Heywood Jablome wrote:
Reply to
w_tom
I went through this a few months ago on behalf of a friend - he ended up using a Jaycar square wave inverter. He used it to power an Apple powerbook for about 10 hours continuously (it was doing time-lapse capture) with no ill effects.
Reply to
Poxy
This is an example of the point I last posted. Provided was an example that by itself does not constitute a fact. Alone, it tells us nothing useful. However combined with underlying concepts and numbers, only then would the post have provided definitive information. For example, what was the inverter output voltage? AND what does the Apple power supply claim as its input voltage limits? Those numbers must be printed on each appliances. What is its AC input voltage rating?

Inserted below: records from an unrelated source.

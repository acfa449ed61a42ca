//! Periodic persistence of edited documents.
//!
//! Edits only mark a document dirty; a timer flushes the dirty set, so a
//! burst of keystrokes costs one save per interval instead of one per
//! keystroke.

use std::collections::HashSet;
use std::sync::atomic::{AtomicU64, Ordering};
use std::sync::Arc;
use std::time::Duration;

use tokio::sync::Mutex;
use tokio::task::JoinHandle;
use tokio::time::MissedTickBehavior;

use crate::protocol::DocumentId;
use crate::registry::DocumentRegistry;
use crate::storage::{DocumentStore, StoreError};

/// Snapshot configuration.
#[derive(Debug, Clone)]
pub struct SnapshotConfig {
    /// Time between flushes (default: 5s)
    pub interval: Duration,
}

impl Default for SnapshotConfig {
    fn default() -> Self {
        Self { interval: Duration::from_secs(5) }
    }
}

impl SnapshotConfig {
    pub fn for_testing() -> Self {
        Self { interval: Duration::from_millis(50) }
    }
}

/// Outcome of one flush.
#[derive(Debug, Clone, Copy, Default, PartialEq, Eq)]
pub struct FlushReport {
    pub saved: usize,
    pub failed: usize,
    /// Dirty documents no longer hydrated in this process
    pub skipped: usize,
    /// Saves refused because the document was rolled back meanwhile
    pub superseded: usize,
}

/// Lifetime counters.
#[derive(Debug, Clone, Copy, Default, PartialEq, Eq)]
pub struct SnapshotStats {
    pub flushes: u64,
    pub saved: u64,
    pub failed: u64,
    pub dirty: usize,
}

/// Tracks dirty documents and saves their text plus replica state.
pub struct SnapshotCoordinator {
    registry: Arc<DocumentRegistry>,
    store: Arc<dyn DocumentStore>,
    config: SnapshotConfig,
    dirty: Mutex<HashSet<DocumentId>>,
    flushes: AtomicU64,
    saved: AtomicU64,
    failed: AtomicU64,
}

impl SnapshotCoordinator {
    pub fn new(
        registry: Arc<DocumentRegistry>,
        store: Arc<dyn DocumentStore>,
        config: SnapshotConfig,
    ) -> Self {
        Self {
            registry,
            store,
            config,
            dirty: Mutex::new(HashSet::new()),
            flushes: AtomicU64::new(0),
            saved: AtomicU64::new(0),
            failed: AtomicU64::new(0),
        }
    }

    pub async fn mark_dirty(&self, document_id: &DocumentId) {
        self.dirty.lock().await.insert(document_id.clone());
    }

    pub async fn dirty_count(&self) -> usize {
        self.dirty.lock().await.len()
    }

    /// Save every dirty document once.
    ///
    /// The dirty set is swapped out first, so marks arriving during the
    /// flush land in the next one. Failed saves are logged and dropped; the
    /// document is saved again only after its next edit. A save from before
    /// a rollback is refused by the store; the rollback marks the document
    /// dirty again, so nothing is retried.
    pub async fn flush(&self) -> FlushReport {
        let batch = std::mem::take(&mut *self.dirty.lock().await);
        let mut report = FlushReport::default();

        for document_id in batch {
            let Some(handle) = self.registry.get(&document_id).await else {
                log::warn!("Dirty document {document_id} is not hydrated, skipping");
                report.skipped += 1;
                continue;
            };

            let snapshot = match handle.snapshot().await {
                Ok(snapshot) => snapshot,
                Err(e) => {
                    log::error!("Failed to snapshot {document_id}: {e}");
                    report.failed += 1;
                    continue;
                }
            };

            match self.store.save(&document_id, &snapshot.content, &snapshot.state).await {
                Ok(version) => {
                    log::debug!("Saved {document_id} as version {version}");
                    report.saved += 1;
                }
                Err(e @ StoreError::Superseded { .. }) => {
                    log::info!("Skipping snapshot of {document_id}: {e}");
                    report.superseded += 1;
                }
                Err(e) => {
                    log::error!("Failed to save snapshot of {document_id}: {e}");
                    report.failed += 1;
                }
            }
        }

        self.flushes.fetch_add(1, Ordering::Relaxed);
        self.saved.fetch_add(report.saved as u64, Ordering::Relaxed);
        self.failed.fetch_add(report.failed as u64, Ordering::Relaxed);
        if report.saved + report.failed + report.superseded > 0 {
            log::info!(
                "Snapshot flush: {} saved, {} failed, {} skipped, {} superseded",
                report.saved,
                report.failed,
                report.skipped,
                report.superseded
            );
        }
        report
    }

    /// Run [`flush`](Self::flush) every `config.interval` until aborted.
    pub fn spawn(self: Arc<Self>) -> JoinHandle<()> {
        tokio::spawn(async move {
            let mut ticker = tokio::time::interval(self.config.interval);
            ticker.set_missed_tick_behavior(MissedTickBehavior::Delay);
            // The first tick completes immediately.
            ticker.tick().await;
            loop {
                ticker.tick().await;
                self.flush().await;
            }
        })
    }

    pub async fn stats(&self) -> SnapshotStats {
        SnapshotStats {
            flushes: self.flushes.load(Ordering::Relaxed),
            saved: self.saved.load(Ordering::Relaxed),
            failed: self.failed.load(Ordering::Relaxed),
            dirty: self.dirty_count().await,
        }
    }

    pub fn config(&self) -> &SnapshotConfig {
        &self.config
    }
}

#[cfg(test)]
mod tests {
    use super::*;
    use crate::registry::RegistryConfig;
    use crate::replica::{Lineage, ReplicaId, ReplicaState};
    use crate::storage::{MemoryStore, StoredDocument, VersionRecord};
    use async_trait::async_trait;

    /// Store that fails saves for one document.
    struct PickyStore {
        inner: MemoryStore,
        reject: DocumentId,
    }

    #[async_trait]
    impl DocumentStore for PickyStore {
        async fn get_or_create(&self, id: &DocumentId) -> Result<StoredDocument, StoreError> {
            self.inner.get_or_create(id).await
        }
        async fn save(&self, id: &DocumentId, content: &str, state: &ReplicaState) -> Result<u64, StoreError> {
            if *id == self.reject {
                return Err(StoreError::Unavailable("disk full".into()));
            }
            self.inner.save(id, content, state).await
        }
        async fn rollback(&self, id: &DocumentId, version: u64, seed: ReplicaId) -> Result<StoredDocument, StoreError> {
            self.inner.rollback(id, version, seed).await
        }
        async fn versions(&self, id: &DocumentId) -> Result<Vec<VersionRecord>, StoreError> {
            self.inner.versions(id).await
        }
    }

    fn coordinator(store: Arc<dyn DocumentStore>) -> (Arc<DocumentRegistry>, SnapshotCoordinator) {
        let registry = Arc::new(DocumentRegistry::new(
            ReplicaId(1),
            store.clone(),
            RegistryConfig::for_testing(),
        ));
        let snapshots = SnapshotCoordinator::new(registry.clone(), store, SnapshotConfig::for_testing());
        (registry, snapshots)
    }

    #[tokio::test]
    async fn test_repeated_marks_coalesce_into_one_save() {
        let store = Arc::new(MemoryStore::new());
        let (registry, snapshots) = coordinator(store.clone());
        let doc = DocumentId::from("doc");
        let handle = registry.get_or_create(&doc).await.unwrap();

        for text in ["h", "he", "hel", "hell", "hello"] {
            handle.edit(text.into()).await.unwrap();
            snapshots.mark_dirty(&doc).await;
        }
        assert_eq!(snapshots.dirty_count().await, 1);

        let report = snapshots.flush().await;
        assert_eq!(report, FlushReport { saved: 1, ..Default::default() });

        let versions = store.versions(&doc).await.unwrap();
        assert_eq!(versions.len(), 1);
        assert_eq!(versions[0].content, "hello");
        assert_eq!(snapshots.dirty_count().await, 0);

        // The head keeps the element ids along with the text.
        let head = store.get_or_create(&doc).await.unwrap();
        assert_eq!(head.state, handle.snapshot().await.unwrap().state);
    }

    #[tokio::test]
    async fn test_save_from_before_rollback_is_superseded() {
        let store = Arc::new(MemoryStore::new());
        let (registry, snapshots) = coordinator(store.clone());
        let doc = DocumentId::from("doc");
        let handle = registry.get_or_create(&doc).await.unwrap();
        handle.edit("first".into()).await.unwrap();
        snapshots.mark_dirty(&doc).await;
        snapshots.flush().await;

        // Another instance rolls back while this one still has older edits.
        handle.edit("first, unsaved".into()).await.unwrap();
        snapshots.mark_dirty(&doc).await;
        store.rollback(&doc, 1, ReplicaId(9)).await.unwrap();

        let report = snapshots.flush().await;
        assert_eq!(report, FlushReport { superseded: 1, ..Default::default() });
        let head = store.get_or_create(&doc).await.unwrap();
        assert_eq!(head.content, "first");
        assert_eq!(head.state.lineage, Lineage::ORIGIN.next(ReplicaId(9)));
        assert_eq!(store.versions(&doc).await.unwrap().len(), 1);
    }

    #[tokio::test]
    async fn test_marking_twice_keeps_one_entry() {
        let (_registry, snapshots) = coordinator(Arc::new(MemoryStore::new()));
        let doc = DocumentId::from("doc");
        snapshots.mark_dirty(&doc).await;
        snapshots.mark_dirty(&doc).await;
        snapshots.mark_dirty(&"other".into()).await;
        assert_eq!(snapshots.dirty_count().await, 2);
    }

    #[tokio::test]
    async fn test_flush_with_nothing_dirty() {
        let (_registry, snapshots) = coordinator(Arc::new(MemoryStore::new()));
        assert_eq!(snapshots.flush().await, FlushReport::default());
        assert_eq!(snapshots.stats().await.flushes, 1);
    }

    #[tokio::test]
    async fn test_failure_does_not_block_other_documents() {
        let store = Arc::new(PickyStore { inner: MemoryStore::new(), reject: "bad".into() });
        let (registry, snapshots) = coordinator(store.clone());

        for id in ["good", "bad"] {
            let doc = DocumentId::from(id);
            registry.get_or_create(&doc).await.unwrap().edit(id.into()).await.unwrap();
            snapshots.mark_dirty(&doc).await;
        }

        let report = snapshots.flush().await;
        assert_eq!(report.saved, 1);
        assert_eq!(report.failed, 1);
        assert_eq!(store.inner.get_or_create(&"good".into()).await.unwrap().content, "good");

        // Not retried until marked again.
        assert_eq!(snapshots.dirty_count().await, 0);
        assert_eq!(snapshots.flush().await, FlushReport::default());
        assert_eq!(snapshots.stats().await.failed, 1);
    }

    #[tokio::test]
    async fn test_unhydrated_document_is_skipped() {
        let store = Arc::new(MemoryStore::new());
        let (_registry, snapshots) = coordinator(store.clone());
        snapshots.mark_dirty(&"ghost".into()).await;

        let report = snapshots.flush().await;
        assert_eq!(report.skipped, 1);
        assert!(store.is_empty().await);
    }

    #[tokio::test]
    async fn test_spawned_timer_flushes() {
        let store = Arc::new(MemoryStore::new());
        let (registry, snapshots) = coordinator(store.clone());
        let snapshots = Arc::new(snapshots);
        let doc = DocumentId::from("doc");

        registry.get_or_create(&doc).await.unwrap().edit("tick".into()).await.unwrap();
        snapshots.mark_dirty(&doc).await;

        let timer = snapshots.clone().spawn();
        tokio::time::sleep(Duration::from_millis(200)).await;
        timer.abort();

        assert_eq!(store.versions(&doc).await.unwrap().len(), 1);
        assert!(snapshots.stats().await.flushes >= 1);
    }
}
//! Redis pub/sub bus for instances in separate processes.
//!
//! Documents map to channels `<prefix><document_id>`; the listener holds a
//! single pattern subscription on `<prefix>*`.

use async_trait::async_trait;
use futures_util::StreamExt;
use redis::aio::ConnectionManager;
use redis::{AsyncCommands, Client, RedisError};

use super::{BusError, BusEvent, BusStream, ReplicationBus};

/// Channel prefix used by [`RedisBus::connect`].
pub const DEFAULT_CHANNEL_PREFIX: &str = "quill:";

impl From<RedisError> for BusError {
    fn from(e: RedisError) -> Self {
        BusError::Unavailable(e.to_string())
    }
}

/// Bus backed by a Redis server.
///
/// Publishing goes through a reconnecting connection manager. Each
/// subscription opens its own pub/sub connection; when that connection
/// drops the stream ends and the listener subscribes again.
#[derive(Clone)]
pub struct RedisBus {
    client: Client,
    publisher: ConnectionManager,
    prefix: String,
}

impl RedisBus {
    /// Connect to `url` (e.g. `redis://127.0.0.1:6379`).
    pub async fn connect(url: &str) -> Result<Self, BusError> {
        Self::with_prefix(url, DEFAULT_CHANNEL_PREFIX).await
    }

    pub async fn with_prefix(url: &str, prefix: &str) -> Result<Self, BusError> {
        let client = Client::open(url)?;
        let publisher = ConnectionManager::new(client.clone()).await?;
        log::info!("Connected to Redis bus at {url} (prefix {prefix:?})");
        Ok(Self { client, publisher, prefix: prefix.to_string() })
    }

    fn channel_key(&self, channel: &str) -> String {
        channel_key(&self.prefix, channel)
    }
}

fn channel_key(prefix: &str, channel: &str) -> String {
    format!("{prefix}{channel}")
}

/// Document channel for a Redis channel name, `None` outside `prefix`.
fn strip_channel<'a>(prefix: &str, key: &'a str) -> Option<&'a str> {
    key.strip_prefix(prefix).filter(|channel| !channel.is_empty())
}

#[async_trait]
impl ReplicationBus for RedisBus {
    async fn publish(&self, channel: &str, payload: Vec<u8>) -> Result<(), BusError> {
        let mut connection = self.publisher.clone();
        let _receivers: i64 = connection.publish(self.channel_key(channel), payload).await?;
        Ok(())
    }

    async fn subscribe_all(&self) -> Result<BusStream, BusError> {
        let mut pubsub = self.client.get_async_pubsub().await?;
        pubsub.psubscribe(channel_key(&self.prefix, "*")).await?;

        let prefix = self.prefix.clone();
        let stream = pubsub.into_on_message().filter_map(move |message| {
            let event = match strip_channel(&prefix, message.get_channel_name()) {
                Some(channel) => Some(BusEvent::Message {
                    channel: channel.to_string(),
                    payload: message.get_payload_bytes().to_vec(),
                }),
                None => {
                    log::warn!("Ignoring Redis message on foreign channel {}", message.get_channel_name());
                    None
                }
            };
            futures_util::future::ready(event)
        });
        Ok(Box::pin(stream))
    }
}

A Powerbook powered by a 120 volt inverter. The Powerbook input voltage rating is what? 90 VAC to 265 VAC? That is the point. Numbers are missing in so many posts in that other newsgroup; making those posts useless. Numbers from that Powerbook would make Poxy's post so more useful.
Poxy does provide one useful number. 10 hours without failure. If ten hours from a UPS, then it tells us nothing because the UPS only acts as an inverter when disconnected from AC mains. However 10 hours from an inverter powered by DC battery power does provide a useful number. Again, underlying numbers AND the underlying concepts - the theory behind the example - create useful facts. To know something, one must have both fundamental theory and experimental evidence. Poxy only provided one experiment that demonstrated little due to missing facts and numbers.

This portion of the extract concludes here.